La televisión del futuro la tenemos todos ya parcheada en nuestros hogares. Quien más, quien menos, ha convertido su aparato de televisión en una especie de ordenador Frankenstein. Claramente vamos hacia una televisión sin antena. A través la conexión a Internet nos llegará la señal televisiva. Un disco duro, incorporado o unido a la pantalla, almacenará los programas que no tengamos ocasión de ver. El streaming hará las veces del directo. Tecnológicamente todo esto es ya posible. Las grandes empresas del entretenimiento deportivo norteamericanas, la NBA, la NFL o la MLB, comercializan desde hace tiempo el game pass. Mediante pago, se tiene acceso a la totalidad de partidos que organizan vía Internet y con una excelente calidad.
¿Por qué la televisión del futuro no es ya presente? Aunque tecnológicamente los problemas pueden resolverse fácilmente, queda la peliaguda cuestión del control. Quienes han ejercido por delegación ese papel, las emisoras de televisión, se encuentran con que o se transforman radicalmente o la historia les pasará por encima. El caso de la NBA es patente. Ha desarrollado su propia marca televisiva, con la que graba, transmite y comercializa sus contenidos. Esencialmente, si seguimos viendo la NBA a través de nuestras antenas es porque tienen muy claro que así llegan a un público todavía mayoritario en el que despertar interés por su merchandising. Realmente, la NBA no necesita a ninguna cadena de televisión para nada. Es un ejemplo de lo que va a ocurrir.

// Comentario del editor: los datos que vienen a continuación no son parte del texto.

#[cfg(test)]
#[allow(clippy::unwrap_used, clippy::expect_used)]
mod tests {
    use super::*;
    use crate::csi::{CapacityRange, MountVolume, BlockVolume, Node};
    use crate::error::Code;
    use crate::tests::{
        NODE, NodeHarness, device_path, jiva_volume, pending_attachment, staging_path,
        target_path, volume_config,
    };
    use crate::types::v1::common::{AttachmentPhase, CasType, ConfigPhase, TargetHealth};
    use crate::utils::quantity::GIB;
    use std::time::Duration;

    const VOLUME: &str = "pvc-a";
    const ATTACHMENT: &str = "pvc-a-k8s-1";

    fn service(h: &NodeHarness) -> NodeService {
        NodeService::new(h.reconciler.clone(), h.ledger.clone(), CancellationToken::new())
    }

    fn mount_capability(fs_type: &str) -> VolumeCapability {
        VolumeCapability {
            mount: Some(MountVolume {
                fs_type: fs_type.to_owned(),
                mount_flags: vec![],
            }),
            block: None,
            access_mode: AccessMode::SingleNodeWriter,
        }
    }

    fn block_capability() -> VolumeCapability {
        VolumeCapability {
            mount: None,
            block: Some(BlockVolume {}),
            access_mode: AccessMode::SingleNodeWriter,
        }
    }

    fn stage_req(capability: VolumeCapability) -> NodeStageVolumeRequest {
        NodeStageVolumeRequest {
            volume_id: VOLUME.to_owned(),
            staging_target_path: staging_path(VOLUME),
            volume_capability: capability,
            ..Default::default()
        }
    }

    fn publish_req(capability: VolumeCapability) -> NodePublishVolumeRequest {
        NodePublishVolumeRequest {
            volume_id: VOLUME.to_owned(),
            staging_target_path: staging_path(VOLUME),
            target_path: target_path(VOLUME),
            volume_capability: capability,
            ..Default::default()
        }
    }

    fn unpublish_req() -> NodeUnpublishVolumeRequest {
        NodeUnpublishVolumeRequest {
            volume_id: VOLUME.to_owned(),
            target_path: target_path(VOLUME),
        }
    }

    fn unstage_req() -> NodeUnstageVolumeRequest {
        NodeUnstageVolumeRequest {
            volume_id: VOLUME.to_owned(),
            staging_target_path: staging_path(VOLUME),
        }
    }

    #[tokio::test]
    async fn test_full_lifecycle_is_idempotent() {
        let h = NodeHarness::new();
        h.provisioned(VOLUME, AccessType::Mount);
        let node = service(&h);

        node.stage_volume(stage_req(mount_capability("ext4"))).await.unwrap();
        node.stage_volume(stage_req(mount_capability("ext4"))).await.unwrap();
        assert_eq!(h.initiator.logins(), 1);
        assert_eq!(h.mounter.formats(), 1);
        assert!(h.mounter.is_mounted(&staging_path(VOLUME)));

        let staged = h.store.attachment(ATTACHMENT).unwrap();
        assert_eq!(staged.phase(), AttachmentPhase::Staged);
        assert_eq!(staged.spec.volume.device_path, device_path(VOLUME));
        assert!(staged.holds_node_finalizer());
        assert_eq!(h.ledger.settled(VOLUME), Some(TransitionStatus::Mounted));

        node.publish_volume(publish_req(mount_capability("ext4"))).await.unwrap();
        node.publish_volume(publish_req(mount_capability("ext4"))).await.unwrap();
        assert!(h.mounter.is_mounted(&target_path(VOLUME)));
        let published = h.store.attachment(ATTACHMENT).unwrap();
        assert_eq!(published.phase(), AttachmentPhase::Published);
        assert_eq!(published.spec.volume.target_path, target_path(VOLUME));

        node.unpublish_volume(unpublish_req()).await.unwrap();
        node.unpublish_volume(unpublish_req()).await.unwrap();
        assert!(!h.mounter.is_mounted(&target_path(VOLUME)));
        assert_eq!(
            h.store.attachment(ATTACHMENT).unwrap().phase(),
            AttachmentPhase::Staged
        );

        node.unstage_volume(unstage_req()).await.unwrap();
        node.unstage_volume(unstage_req()).await.unwrap();
        assert!(!h.mounter.is_mounted(&staging_path(VOLUME)));
        assert_eq!(h.initiator.logouts(), 1);

        let unstaged = h.store.attachment(ATTACHMENT).unwrap();
        assert_eq!(unstaged.phase(), AttachmentPhase::Unstaged);
        assert!(unstaged.spec.volume.device_path.is_empty());
        assert!(!unstaged.holds_node_finalizer());
        assert_eq!(h.ledger.settled(VOLUME), Some(TransitionStatus::Unmounted));
        assert!(h.ledger.status(VOLUME).is_none());
    }

    #[tokio::test(start_paused = true)]
    async fn test_concurrent_stage_of_one_volume_is_busy() {
        let h = NodeHarness::new();
        h.provisioned(VOLUME, AccessType::Mount);
        h.initiator.delay_logins(Duration::from_secs(5));
        let node = service(&h);

        let (first, second) = tokio::join!(
            node.stage_volume(stage_req(mount_capability("ext4"))),
            node.stage_volume(stage_req(mount_capability("ext4"))),
        );

        assert!(first.is_ok());
        let err = second.unwrap_err();
        assert_eq!(err.code(), Code::Unavailable);
        assert_eq!(h.initiator.logins(), 1);
        assert!(h.ledger.status(VOLUME).is_none());
    }

    #[tokio::test]
    async fn test_stage_of_unready_target_is_unavailable() {
        let h = NodeHarness::new();
        h.provisioned(VOLUME, AccessType::Mount);
        h.store.set_target_health(VOLUME, TargetHealth::Offline);
        let node = service(&h);

        let err = node
            .stage_volume(stage_req(mount_capability("ext4")))
            .await
            .unwrap_err();
        assert_eq!(err.code(), Code::Unavailable);
        assert_eq!(h.initiator.logins(), 0);
        assert!(h.ledger.status(VOLUME).is_none());
        assert!(h.ledger.settled(VOLUME).is_none());
    }

    #[tokio::test]
    async fn test_jiva_volume_is_staged_from_its_controller_portal() {
        let h = NodeHarness::new();
        h.store.put_config(volume_config(VOLUME, 5, ConfigPhase::Bound));
        h.store.put_jiva_volume(jiva_volume(VOLUME, "10.0.0.9", "RO"));
        let mut attachment = pending_attachment(VOLUME, NODE, AccessType::Mount);
        attachment.spec.volume.cas_type = CasType::Jiva;
        h.store.put_attachment(attachment);
        let node = service(&h);

        let err = node
            .stage_volume(stage_req(mount_capability("ext4")))
            .await
            .unwrap_err();
        assert_eq!(err.code(), Code::Unavailable);
        assert_eq!(h.initiator.logins(), 0);

        h.store.put_jiva_volume(jiva_volume(VOLUME, "10.0.0.9", "RW"));
        node.stage_volume(stage_req(mount_capability("ext4"))).await.unwrap();

        let staged = h.store.attachment(ATTACHMENT).unwrap();
        assert_eq!(staged.phase(), AttachmentPhase::Staged);
        assert_eq!(staged.spec.iscsi.target_portal, "10.0.0.9:3260");
        assert_eq!(
            staged.spec.volume.device_path,
            "/dev/disk/by-path/ip-10.0.0.9:3260-iscsi-iqn.2016-09.com.openebs.jiva:pvc-a-lun-0"
        );
        assert!(h.mounter.is_mounted(&staging_path(VOLUME)));
    }

    #[tokio::test]
    async fn test_stage_of_unreachable_portal_is_unavailable() {
        let h = NodeHarness::new();
        h.provisioned(VOLUME, AccessType::Mount);
        h.prober.set_down("10.0.0.7:3260", true);
        let node = service(&h);

        let err = node
            .stage_volume(stage_req(mount_capability("ext4")))
            .await
            .unwrap_err();
        assert_eq!(err.code(), Code::Unavailable);
        assert_eq!(h.initiator.logins(), 0);
    }

    #[tokio::test]
    async fn test_failed_mount_is_settled_and_retried_without_relogin() {
        let h = NodeHarness::new();
        h.provisioned(VOLUME, AccessType::Mount);
        h.mounter.fail_mounts(true);
        let node = service(&h);

        let err = node
            .stage_volume(stage_req(mount_capability("ext4")))
            .await
            .unwrap_err();
        assert_eq!(err.code(), Code::Internal);
        assert_eq!(h.ledger.settled(VOLUME), Some(TransitionStatus::MountFailed));
        let failed = h.store.attachment(ATTACHMENT).unwrap();
        assert_eq!(failed.phase(), AttachmentPhase::MountFailed);
        assert_eq!(failed.spec.volume.device_path, device_path(VOLUME));
        assert!(h.store.event_reasons().contains(&"MountFailed".to_owned()));

        h.mounter.fail_mounts(false);
        node.stage_volume(stage_req(mount_capability("ext4"))).await.unwrap();
        assert_eq!(h.initiator.logins(), 1);
        assert!(h.mounter.is_mounted(&staging_path(VOLUME)));
        assert_eq!(h.ledger.settled(VOLUME), Some(TransitionStatus::Mounted));
    }

    #[tokio::test]
    async fn test_failed_unmount_keeps_session_and_finalizer() {
        let h = NodeHarness::new();
        h.provisioned(VOLUME, AccessType::Mount);
        let node = service(&h);
        node.stage_volume(stage_req(mount_capability("ext4"))).await.unwrap();

        h.mounter.fail_unmounts(true);
        node.unstage_volume(unstage_req()).await.unwrap_err();

        assert_eq!(h.initiator.logouts(), 0);
        assert!(h.store.attachment(ATTACHMENT).unwrap().holds_node_finalizer());
        assert_eq!(h.ledger.settled(VOLUME), Some(TransitionStatus::MountFailed));
        assert!(h.store.event_reasons().contains(&"UnmountFailed".to_owned()));
    }

    #[tokio::test]
    async fn test_stage_at_second_path_while_mounted_is_refused() {
        let h = NodeHarness::new();
        h.provisioned(VOLUME, AccessType::Mount);
        let node = service(&h);
        node.stage_volume(stage_req(mount_capability("ext4"))).await.unwrap();

        let other = "/var/lib/kubelet/plugins/kubernetes.io/csi/pv/pvc-a/other";
        let mut moved = stage_req(mount_capability("ext4"));
        moved.staging_target_path = other.to_owned();
        let err = node.stage_volume(moved.clone()).await.unwrap_err();
        assert_eq!(err.code(), Code::AlreadyExists);
        assert!(!h.mounter.is_mounted(other));
        assert_eq!(h.mounter.formats(), 1);
        assert_eq!(
            h.store.attachment(ATTACHMENT).unwrap().spec.volume.staging_path,
            staging_path(VOLUME)
        );

        // the old staging mount is gone: restaging elsewhere reuses the session
        h.mounter.lose_mount(&staging_path(VOLUME));
        node.stage_volume(moved).await.unwrap();
        assert!(h.mounter.is_mounted(other));
        assert_eq!(h.initiator.logins(), 1);
        assert_eq!(h.store.attachment(ATTACHMENT).unwrap().spec.volume.staging_path, other);
    }

    #[tokio::test]
    async fn test_block_volume_binds_device_at_target() {
        let h = NodeHarness::new();
        h.provisioned(VOLUME, AccessType::Block);
        let node = service(&h);

        node.stage_volume(stage_req(block_capability())).await.unwrap();
        assert!(!h.mounter.is_mounted(&staging_path(VOLUME)));
        assert_eq!(h.mounter.formats(), 0);

        let mut req = publish_req(block_capability());
        req.staging_target_path.clear();
        node.publish_volume(req).await.unwrap();
        assert!(h.mounter.is_mounted(&target_path(VOLUME)));
    }

    #[tokio::test]
    async fn test_publish_before_stage_is_unavailable() {
        let h = NodeHarness::new();
        h.provisioned(VOLUME, AccessType::Mount);
        let node = service(&h);

        let err = node
            .publish_volume(publish_req(mount_capability("ext4")))
            .await
            .unwrap_err();
        assert_eq!(err.code(), Code::Unavailable);
    }

    #[tokio::test]
    async fn test_read_only_publish() {
        let h = NodeHarness::new();
        h.provisioned(VOLUME, AccessType::Mount);
        let node = service(&h);
        node.stage_volume(stage_req(mount_capability("ext4"))).await.unwrap();

        let mut req = publish_req(mount_capability("ext4"));
        req.readonly = true;
        node.publish_volume(req).await.unwrap();

        assert_eq!(h.mounter.mount_options(&target_path(VOLUME)), vec!["ro"]);
        assert!(h.store.attachment(ATTACHMENT).unwrap().spec.volume.read_only);
    }

    #[tokio::test]
    async fn test_expand_grows_filesystem() {
        let h = NodeHarness::new();
        h.provisioned(VOLUME, AccessType::Mount);
        let node = service(&h);
        node.stage_volume(stage_req(mount_capability("ext4"))).await.unwrap();
        node.publish_volume(publish_req(mount_capability("ext4"))).await.unwrap();

        h.mounter.set_capacity(10 * GIB);
        let resp = node
            .expand_volume(NodeExpandVolumeRequest {
                volume_id: VOLUME.to_owned(),
                volume_path: target_path(VOLUME),
                capacity_range: Some(CapacityRange {
                    required_bytes: 10 * GIB,
                    limit_bytes: 0,
                }),
                ..Default::default()
            })
            .await
            .unwrap();

        assert_eq!(resp.capacity_bytes, 10 * GIB);
        assert_eq!(h.initiator.rescans(), 1);
        assert_eq!(h.mounter.resizes(), 1);
    }

    #[tokio::test]
    async fn test_expand_of_unstaged_volume_is_unavailable() {
        let h = NodeHarness::new();
        h.provisioned(VOLUME, AccessType::Mount);
        let node = service(&h);

        let err = node
            .expand_volume(NodeExpandVolumeRequest {
                volume_id: VOLUME.to_owned(),
                volume_path: target_path(VOLUME),
                ..Default::default()
            })
            .await
            .unwrap_err();
        assert_eq!(err.code(), Code::Unavailable);
    }

    #[tokio::test]
    async fn test_volume_stats() {
        let h = NodeHarness::new();
        h.provisioned(VOLUME, AccessType::Mount);
        let node = service(&h);

        let missing = node
            .get_volume_stats(NodeGetVolumeStatsRequest {
                volume_id: VOLUME.to_owned(),
                volume_path: target_path(VOLUME),
            })
            .await
            .unwrap_err();
        assert_eq!(missing.code(), Code::NotFound);

        node.stage_volume(stage_req(mount_capability("ext4"))).await.unwrap();
        node.publish_volume(publish_req(mount_capability("ext4"))).await.unwrap();
        let stats = node
            .get_volume_stats(NodeGetVolumeStatsRequest {
                volume_id: VOLUME.to_owned(),
                volume_path: target_path(VOLUME),
            })
            .await
            .unwrap();
        assert_eq!(stats.usage.len(), 2);
        assert_eq!(stats.usage[0].unit, UsageUnit::Bytes);
        assert_eq!(stats.usage[0].total, 5 * GIB);
        assert_eq!(stats.usage[1].unit, UsageUnit::Inodes);
    }

    #[tokio::test]
    async fn test_invalid_requests_are_rejected_before_the_ledger() {
        let h = NodeHarness::new();
        h.provisioned(VOLUME, AccessType::Mount);
        let node = service(&h);

        let mut no_id = stage_req(mount_capability("ext4"));
        no_id.volume_id.clear();
        let mut no_mode = stage_req(mount_capability("ext4"));
        no_mode.volume_capability.access_mode = AccessMode::Unknown;

        for req in [no_id, no_mode, stage_req(mount_capability("zfs"))] {
            let err = node.stage_volume(req).await.unwrap_err();
            assert_eq!(err.code(), Code::InvalidArgument);
        }
        assert!(h.ledger.snapshot().in_transition.is_empty());
        assert!(h.ledger.snapshot().settled.is_empty());
    }

    #[tokio::test]
    async fn test_info_reports_node_id() {
        let h = NodeHarness::new();
        let info = service(&h).get_info().await.unwrap();
        assert_eq!(info.node_id, NODE);
    }
}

Las productoras podrán comercializar directamente sus series, sus películas, sus concursos y sus espectáculos deportivos sin que las cadenas de televisión intermedien. Su papel, si es que han de tener alguno, será el de convertirse en buscadores de contenidos audiovisuales. El problema, el problema por el que estoy hablando del futuro y no del presente, es que en ese papel hace décadas que tomaron la delantera cierto tipo de páginas a las que se suelen calificar de “piratas”. Es el interés en desalojar a los actuales inquilinos de ese nicho económico el que mueve toda la batalla de las televisiones contra los "piratas" y no los cacareados derechos a la propiedad intelectual.